Sunday November 22, 2020

Earthseed is a religion that worships “change,” figures “God” as a force or a process rather than a person. Change is a condition of being, in a sense — but not just a fixed fate. It can be “shaped.” Lauren Oya Olamina’s journal entries act as living testimony. Hers is a life of massive change, much of it painful. But Lauren plots and wishes and writes the story of her survival. She acquires followers through the sharing of her teachings while fleeing north following the destruction of her neighborhood. Is Earthseed political? Can we interpret it in light of political theology? As answer to these questions, consider the following. Butler’s novel was published in 1993. The following year, Congress passed the Violent Crime Control and Law Enforcement Act of 1994, an act signed into law by President Bill Clinton. It’s also known as the Biden Crime Law.

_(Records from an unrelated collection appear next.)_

// Copyright (C) 2025 SyncMyOrders Sp. z o.o.
// SPDX-License-Identifier: AGPL-3.0-or-later
//! VMForge Core - VM Fleet State Layer
//!
//! This crate holds the durable state the orchestration engine works against:
//! per-VM lifecycle records, the shared IP address inventory, and bandwidth
//! usage history. Everything is persisted through one [`persistence::Persistence`]
//! trait with SQLite and PostgreSQL backends.
//!
//! The remote hypervisor cluster is the system of record for what actually
//! runs; this crate is the system of record for what *should* run, who owns
//! it, and which workflow is currently driving it.
//!
//! # Architecture
//!
//! ```text
//! ┌─────────────────────────────────────────────────────────────┐
//! │                      vmforge-engine                          │
//! │        (Workflows, Task Poller, Workers, Progress)           │
//! └─────────────────────────────────────────────────────────────┘
//!                              │
//!                              ▼
//! ┌─────────────────────────────────────────────────────────────┐
//! │                     vmforge-core                             │
//! │                     (This Crate)                             │
//! │      VM Records · IP Inventory · Bandwidth Samples           │
//! └─────────────────────────────────────────────────────────────┘
//!                              │
//!                              ▼
//!            ┌────────────────────────────────────┐
//!            │       PostgreSQL / SQLite          │
//!            │         (Durable Storage)          │
//!            └────────────────────────────────────┘
//! ```
//!
//! # VM Status State Machine
//!
//! ```text
//!   clone path                create path
//!  ┌──────────┐              ┌──────────┐
//!  │ cloning  │              │ creating │
//!  └────┬─────┘              └────┬─────┘
//!       │                         │
//!       ▼                         ▼
//!  ┌─────────┐  stop/pause   ┌─────────┐
//!  │ running │──────────────►│ stopped │
//!  └─┬─────┬─┘   (stopping)  └─┬─────┬─┘
//!    │     ▲                   │     │
//!    │     └───────────────────┘     │ convert
//!    │        start (starting)       ▼
//!    │                          ┌──────────┐
//!    ├──► migrating ──► running │ template │
//!    └──► reinstalling ► running└──────────┘
//!
//!  any status ──► error ──► starting | stopping | reinstalling
//! ```
//!
//! Every transition is checked against [`status::VmStatus::can_transition`];
//! illegal moves are rejected with
//! [`error::CoreError::InvalidStatusTransition`] instead of written.
//!
//! # Shared Resources
//!
//! | Resource | Contention | Guard |
//! |----------|-----------|-------|
//! | IP addresses | Concurrent provisioning workflows | Conditional claim update, one winner per row |
//! | VM status | Workflow vs. concurrent writers | Read-check-update guarded by current status |
//! | Bandwidth counters | Daily accounting runs | Upsert keyed by (VM, day), replace not accumulate |
//!
//! # Modules
//!
//! - [`error`]: Error types with stable error codes
//! - [`migrations`]: Embedded SQLite and PostgreSQL migrations
//! - [`persistence`]: Records, the persistence trait, and both backends
//! - [`status`]: The VM lifecycle status type and its transition table

#![deny(missing_docs)]

/// Error types for state-layer operations with stable error codes.
pub mod error;

/// Embedded database migrations for both supported backends.
pub mod migrations;

/// Records, the persistence trait, and the SQLite/PostgreSQL backends.
pub mod persistence;

/// VM lifecycle status type and transition table.
pub mod status;

pub use error::{CoreError, Result};
pub use persistence::{
    BandwidthSampleRecord, IpAddressRecord, NewVm, Persistence, PostgresPersistence,
    SqlitePersistence, VmRecord,
};
pub use status::VmStatus;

Current president-elect Joe Biden, serving at the time as Senator of Delaware, drafted the Senate version of the legislation. In a 1993 speech promoting the crime bill, Biden warned of “predators on our streets” who were “beyond the pale.” “We have no choice,” he said, “but to take them out of society.” Biden’s 1993 “predator” remarks are remarkably similar to comments made by then-first lady Hillary Clinton in 1996 warning of “superpredators” who had “no conscience, no empathy” and who needed to be “brought to heel.” Lauren, the inventor of Earthseed in Butler’s novel, uses this same language, imagining dangerous “predators” lurking near commercial water stations during her journey north (202). Lauren’s Earthseed religion encourages her to think this way. “Hyperempathy” makes one wary of “predators.” Lauren’s saving grace, though, is her distrust of police. That’s what distinguishes her from, say, Watchmen‘s Angela Abar.

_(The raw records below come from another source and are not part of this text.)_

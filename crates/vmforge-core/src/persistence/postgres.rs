// Copyright (C) 2025 SyncMyOrders Sp. z o.o.
// SPDX-License-Identifier: AGPL-3.0-or-later
//! PostgreSQL-backed persistence implementation.

use chrono::{NaiveDate, Utc};
use sqlx::PgPool;
use tracing::debug;

use crate::error::CoreError;
use crate::status::VmStatus;

use super::{
    BandwidthSampleRecord, IpAddressRecord, NewVm, Persistence, VmRecord, month_start,
};

/// PostgreSQL-backed persistence provider.
#[derive(Clone)]
pub struct PostgresPersistence {
    pool: PgPool,
}

impl PostgresPersistence {
    /// Create a new Postgres persistence provider from an existing pool.
    ///
    /// Migrations are not run here; call
    /// [`crate::migrations::run_postgres`] during startup.
    pub fn new(pool: PgPool) -> Self {
        Self { pool }
    }
}

#[async_trait::async_trait]
impl Persistence for PostgresPersistence {
    async fn create_vm(&self, vm: &NewVm) -> Result<(), CoreError> {
        let reset_date = month_start(Utc::now().date_naive());

        sqlx::query(
            r#"
            INSERT INTO vms (vmid, name, node, status, user_id, bandwidth_limit,
                             bandwidth_usage_bytes, bandwidth_reset_date, created_at)
            VALUES ($1, $2, $3, $4, $5, $6, 0, $7, NOW())
            "#,
        )
        .bind(vm.vmid)
        .bind(&vm.name)
        .bind(&vm.node)
        .bind(vm.status.as_str())
        .bind(&vm.user_id)
        .bind(vm.bandwidth_limit)
        .bind(reset_date)
        .execute(&self.pool)
        .await
        .map_err(|e| match &e {
            sqlx::Error::Database(db) if db.is_unique_violation() => {
                CoreError::VmAlreadyExists { vmid: vm.vmid }
            }
            _ => CoreError::from(e),
        })?;

        Ok(())
    }

    async fn get_vm(&self, vmid: i64) -> Result<Option<VmRecord>, CoreError> {
        let record = sqlx::query_as::<_, VmRecord>(
            r#"
            SELECT vmid, name, node, status, config, upid, user_id,
                   bandwidth_limit, bandwidth_usage_bytes, bandwidth_reset_date, created_at
            FROM vms
            WHERE vmid = $1
            "#,
        )
        .bind(vmid)
        .fetch_optional(&self.pool)
        .await?;

        Ok(record)
    }

    async fn list_vms(&self) -> Result<Vec<VmRecord>, CoreError> {
        let records = sqlx::query_as::<_, VmRecord>(
            r#"
            SELECT vmid, name, node, status, config, upid, user_id,
                   bandwidth_limit, bandwidth_usage_bytes, bandwidth_reset_date, created_at
            FROM vms
            ORDER BY vmid
            "#,
        )
        .fetch_all(&self.pool)
        .await?;

        Ok(records)
    }

    async fn list_vms_by_status(&self, status: VmStatus) -> Result<Vec<VmRecord>, CoreError> {
        let records = sqlx::query_as::<_, VmRecord>(
            r#"
            SELECT vmid, name, node, status, config, upid, user_id,
                   bandwidth_limit, bandwidth_usage_bytes, bandwidth_reset_date, created_at
            FROM vms
            WHERE status = $1
            ORDER BY vmid
            "#,
        )
        .bind(status.as_str())
        .fetch_all(&self.pool)
        .await?;

        Ok(records)
    }

    async fn delete_vm(&self, vmid: i64) -> Result<(), CoreError> {
        let result = sqlx::query("DELETE FROM vms WHERE vmid = $1")
            .bind(vmid)
            .execute(&self.pool)
            .await?;

        if result.rows_affected() == 0 {
            return Err(CoreError::VmNotFound { vmid });
        }

        Ok(())
    }

    async fn transition_vm(&self, vmid: i64, to: VmStatus) -> Result<VmStatus, CoreError> {
        // Two attempts: the guard below can only miss when another writer
        // moved the status between our read and our update.
        for _ in 0..2 {
            let current = self
                .get_vm(vmid)
                .await?
                .ok_or(CoreError::VmNotFound { vmid })?
                .status;

            if !current.can_transition(to) {
                return Err(CoreError::InvalidStatusTransition {
                    vmid,
                    from: current,
                    to,
                });
            }

            let result = sqlx::query(
                r#"
                UPDATE vms SET status = $1 WHERE vmid = $2 AND status = $3
                "#,
            )
            .bind(to.as_str())
            .bind(vmid)
            .bind(current.as_str())
            .execute(&self.pool)
            .await?;

            if result.rows_affected() > 0 {
                return Ok(current);
            }

            debug!(vmid, from = %current, to = %to, "Status moved concurrently, re-reading");
        }

        Err(CoreError::DatabaseError {
            operation: "transition_vm".to_string(),
            details: format!("status of VM {} kept changing concurrently", vmid),
        })
    }

    async fn update_vm_node(&self, vmid: i64, node: &str) -> Result<(), CoreError> {
        let result = sqlx::query("UPDATE vms SET node = $1 WHERE vmid = $2")
            .bind(node)
            .bind(vmid)
            .execute(&self.pool)
            .await?;

        if result.rows_affected() == 0 {
            return Err(CoreError::VmNotFound { vmid });
        }

        Ok(())
    }

    async fn update_vm_upid(&self, vmid: i64, upid: &str) -> Result<(), CoreError> {
        let result = sqlx::query("UPDATE vms SET upid = $1 WHERE vmid = $2")
            .bind(upid)
            .bind(vmid)
            .execute(&self.pool)
            .await?;

        if result.rows_affected() == 0 {
            return Err(CoreError::VmNotFound { vmid });
        }

        Ok(())
    }

    async fn update_vm_config(&self, vmid: i64, config: Option<&str>) -> Result<(), CoreError> {
        let result = sqlx::query("UPDATE vms SET config = $1 WHERE vmid = $2")
            .bind(config)
            .bind(vmid)
            .execute(&self.pool)
            .await?;

        if result.rows_affected() == 0 {
            return Err(CoreError::VmNotFound { vmid });
        }

        Ok(())
    }

    async fn add_ip_address(
        &self,
        address: &str,
        gateway: &str,
        netmask: &str,
    ) -> Result<i64, CoreError> {
        let id: i64 = sqlx::query_scalar(
            r#"
            INSERT INTO ip_addresses (address, gateway, netmask, reserved, vm_id)
            VALUES ($1, $2, $3, FALSE, NULL)
            RETURNING id
            "#,
        )
        .bind(address)
        .bind(gateway)
        .bind(netmask)
        .fetch_one(&self.pool)
        .await?;

        Ok(id)
    }

    async fn claim_ip_address(&self, vmid: i64) -> Result<IpAddressRecord, CoreError> {
        loop {
            let candidate = sqlx::query_as::<_, IpAddressRecord>(
                r#"
                SELECT id, address, gateway, netmask, reserved, vm_id
                FROM ip_addresses
                WHERE reserved = FALSE AND vm_id IS NULL
                ORDER BY id
                LIMIT 1
                "#,
            )
            .fetch_optional(&self.pool)
            .await?;

            let Some(candidate) = candidate else {
                return Err(CoreError::NoFreeAddress);
            };

            // Both fields flip together; the guard keeps the claim atomic
            // under concurrent callers.
            let result = sqlx::query(
                r#"
                UPDATE ip_addresses
                SET reserved = TRUE, vm_id = $1
                WHERE id = $2 AND reserved = FALSE AND vm_id IS NULL
                "#,
            )
            .bind(vmid)
            .bind(candidate.id)
            .execute(&self.pool)
            .await?;

            if result.rows_affected() > 0 {
                return Ok(IpAddressRecord {
                    reserved: true,
                    vm_id: Some(vmid),
                    ..candidate
                });
            }

            // Lost the race for this row; the next iteration picks another.
            debug!(address = %candidate.address, "Address claimed concurrently, retrying");
        }
    }

    async fn release_ip_addresses(&self, vmid: i64) -> Result<u64, CoreError> {
        let result = sqlx::query(
            r#"
            UPDATE ip_addresses
            SET reserved = FALSE, vm_id = NULL
            WHERE vm_id = $1
            "#,
        )
        .bind(vmid)
        .execute(&self.pool)
        .await?;

        Ok(result.rows_affected())
    }

    async fn get_ip_for_vm(&self, vmid: i64) -> Result<Option<IpAddressRecord>, CoreError> {
        let record = sqlx::query_as::<_, IpAddressRecord>(
            r#"
            SELECT id, address, gateway, netmask, reserved, vm_id
            FROM ip_addresses
            WHERE vm_id = $1
            LIMIT 1
            "#,
        )
        .bind(vmid)
        .fetch_optional(&self.pool)
        .await?;

        Ok(record)
    }

    async fn list_free_ip_addresses(&self) -> Result<Vec<IpAddressRecord>, CoreError> {
        let records = sqlx::query_as::<_, IpAddressRecord>(
            r#"
            SELECT id, address, gateway, netmask, reserved, vm_id
            FROM ip_addresses
            WHERE reserved = FALSE AND vm_id IS NULL
            ORDER BY id
            "#,
        )
        .fetch_all(&self.pool)
        .await?;

        Ok(records)
    }

    async fn reset_vm_bandwidth(&self, vmid: i64, reset_date: NaiveDate) -> Result<(), CoreError> {
        let result = sqlx::query(
            r#"
            UPDATE vms
            SET bandwidth_usage_bytes = 0, bandwidth_reset_date = $1
            WHERE vmid = $2
            "#,
        )
        .bind(reset_date)
        .bind(vmid)
        .execute(&self.pool)
        .await?;

        if result.rows_affected() == 0 {
            return Err(CoreError::VmNotFound { vmid });
        }

        Ok(())
    }

    async fn update_vm_bandwidth_usage(
        &self,
        vmid: i64,
        usage_bytes: i64,
    ) -> Result<(), CoreError> {
        let result = sqlx::query(
            r#"
            UPDATE vms SET bandwidth_usage_bytes = $1 WHERE vmid = $2
            "#,
        )
        .bind(usage_bytes)
        .bind(vmid)
        .execute(&self.pool)
        .await?;

        if result.rows_affected() == 0 {
            return Err(CoreError::VmNotFound { vmid });
        }

        Ok(())
    }

    async fn upsert_bandwidth_sample(
        &self,
        vmid: i64,
        day: NaiveDate,
        bytes_in: i64,
        bytes_out: i64,
    ) -> Result<(), CoreError> {
        sqlx::query(
            r#"
            INSERT INTO bandwidth_samples (vm_id, day, bytes_in, bytes_out, total_bytes, created_at)
            VALUES ($1, $2, $3, $4, $5, NOW())
            ON CONFLICT (vm_id, day) DO UPDATE SET
                bytes_in = excluded.bytes_in,
                bytes_out = excluded.bytes_out,
                total_bytes = excluded.total_bytes
            "#,
        )
        .bind(vmid)
        .bind(day)
        .bind(bytes_in)
        .bind(bytes_out)
        .bind(bytes_in + bytes_out)
        .execute(&self.pool)
        .await?;

        Ok(())
    }

    async fn list_bandwidth_samples(
        &self,
        vmid: i64,
    ) -> Result<Vec<BandwidthSampleRecord>, CoreError> {
        let records = sqlx::query_as::<_, BandwidthSampleRecord>(
            r#"
            SELECT id, vm_id, day, bytes_in, bytes_out, total_bytes, created_at
            FROM bandwidth_samples
            WHERE vm_id = $1
            ORDER BY day
            "#,
        )
        .bind(vmid)
        .fetch_all(&self.pool)
        .await?;

        Ok(records)
    }

    async fn prune_bandwidth_samples(&self, cutoff: NaiveDate) -> Result<u64, CoreError> {
        let result = sqlx::query("DELETE FROM bandwidth_samples WHERE day < $1")
            .bind(cutoff)
            .execute(&self.pool)
            .await?;

        if result.rows_affected() > 0 {
            debug!(
                pruned = result.rows_affected(),
                cutoff = %cutoff,
                "Pruned old bandwidth samples"
            );
        }

        Ok(result.rows_affected())
    }
}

Thursday November 19, 2020

The yard around the house changes, of course, with the change of seasons. Neighboring houses enter sight, though still from a great distance, as trees lose their leaves. ‘Tis the season to build beds, I tell myself, so that when spring arrives, we can plant the beginnings of our vegetable, herb, and flower gardens. Because of deer, we’ll also have to raise a fence. The yard around this fenced-in area will remain open: some parts wild woods of trees, other parts mown. The deer are thus welcome still to visit and graze. Students and I arrive, meanwhile, to the tragic, long-awaited “novum-event” at the mid-point or core of Octavia E. Butler’s novel Parable of the Sower. A drug-consuming cult of “crazies” or “pyros” attack the narrator-protagonist Lauren Oya Olamina’s walled neighborhood and separate her from her family, forcing her to flee north. Lauren travels on foot as part of a “pack” with two of her neighbors. The three characters — Lauren, Harry Balter, and Zahra Moss — must learn to trust one another to survive.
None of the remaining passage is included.